1952: One isn’t always enough

In the early days you could drive the whole of the 24 Hours of Le Mans on your own – if you were bonkers. Frenchman Pierre Levegh set himself that challenge in 1952 and almost pulled off an unlikely win, until just after 23 hours of solo driving the engine in his Talbot blew. How gutted would you be?

It still took Mercedes driver Hermann Lang 20 minutes to overtake Levegh on distance. Mercedes then became the first German manufacturer to win at Le Mans, while it was also the first triumph for a closed-bodied car.

1955: Keep on digging

Don Beauman, Jaguar D-type, Le Mans 1955
The Jaguar D-Type of Don Beauman and Norman Dewis at Le Mans in 1955, prior to retirement. Photo: Klemantaski Collection via Getty Images

During the 1955 Le Mans, a works Jaguar was the car to have. So Don Beauman was doing the right thing spending more than an hour digging his D-Type out of a sandtrap at the Arnage corner. Alas, no sooner had he got it free than (Lotus founder) Colin Chapman lost control and smacked into the Jag, rendering Beauman’s efforts pointless.

The unfortunate Beauman was to lose his life to racing within a month. And the 1955 Le Mans is better known for the crash that cost the lives of racer Pierre Levegh plus 83 spectators.

1966: Dead heat or dead duck?

After breaking a six-year Ferrari stranglehold on Le Mans, Ford was determined to engineer a dead heat between its two leading cars in this race. Ken Miles was ordered to slow down to let Chris Amon and Bruce McLaren catch up a four-lap deficit so they could cross the line together.

A couple of spurious pit stops followed. The Amon/McLaren car duly caught up and passed the timing line first. A few metres further on, Miles took the flag first but that didn’t count. He thus missed out on becoming the only man to win Le Mans, Sebring and Daytona.

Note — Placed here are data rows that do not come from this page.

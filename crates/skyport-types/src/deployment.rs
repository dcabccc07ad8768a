use regex::Regex;
use serde::{Deserialize, Serialize};
use std::fmt;
use std::sync::OnceLock;

use crate::error::StoreError;
use crate::ids::{AppId, DeploymentId, PackageId};

fn key_regex() -> &'static Regex {
    static RE: OnceLock<Regex> = OnceLock::new();
    RE.get_or_init(|| Regex::new(r"^[A-Za-z0-9_-]{10,100}$").expect("static regex"))
}

/// An opaque, immutable deployment key (spec §3, §6). Stored and compared
/// as an owned string; callers that need the cache-key hash call
/// [`DeploymentKey::hash_hex`].
#[derive(Debug, Clone, PartialEq, Eq, Hash, Serialize, Deserialize)]
#[serde(try_from = "String", into = "String")]
pub struct DeploymentKey(String);

impl DeploymentKey {
    pub fn parse(raw: &str) -> Result<Self, StoreError> {
        if !key_regex().is_match(raw) {
            return Err(StoreError::MalformedRequest(
                "deployment key must be 10-100 characters from [A-Za-z0-9_-]".to_string(),
            ));
        }
        Ok(Self(raw.to_string()))
    }

    pub fn as_str(&self) -> &str {
        &self.0
    }

    /// Hex-encoded SHA-256 of the key, used as the cache-entry and metrics
    /// prefix so the raw key never has to be stored in the cache store.
    pub fn hash_hex(&self) -> String {
        use sha2::{Digest, Sha256};
        let digest = Sha256::digest(self.0.as_bytes());
        hex::encode(digest)
    }
}

impl fmt::Display for DeploymentKey {
    fn fmt(&self, f: &mut fmt::Formatter<'_>) -> fmt::Result {
        f.write_str(&self.0)
    }
}

impl TryFrom<String> for DeploymentKey {
    type Error = StoreError;

    fn try_from(value: String) -> Result<Self, Self::Error> {
        DeploymentKey::parse(&value)
    }
}

impl From<DeploymentKey> for String {
    fn from(key: DeploymentKey) -> Self {
        key.0
    }
}

/// A named release channel within an app (spec §3).
#[derive(Debug, Clone, Serialize, Deserialize)]
pub struct Deployment {
    pub id: DeploymentId,
    pub app_id: AppId,
    pub name: String,
    pub key: DeploymentKey,
    pub current_package_id: Option<PackageId>,
    /// Optimistic-concurrency token bumped on every `commit_package`
    /// (spec §4.A, §5: per-deployment label assignment is serialisable).
    pub history_version: i64,
}
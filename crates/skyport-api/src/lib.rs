pub mod auth;
pub mod error;
pub mod handlers;
pub mod routes;
pub mod state;
pub mod transcode;

pub use error::ApiError;
pub use routes::build_router;
pub use state::ApiState;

1969: Tradition comes to a grisly end

In the likely event that you haven’t heard of John Woolfe, he was a British sportscar racer who was killed in the 1969 Le Mans 24 Hours. And it was his death that led to abandoning the tradition of drivers running across the track to their cars: Woolfe was still struggling into his safety belts when his Porsche 917 flipped on the first lap.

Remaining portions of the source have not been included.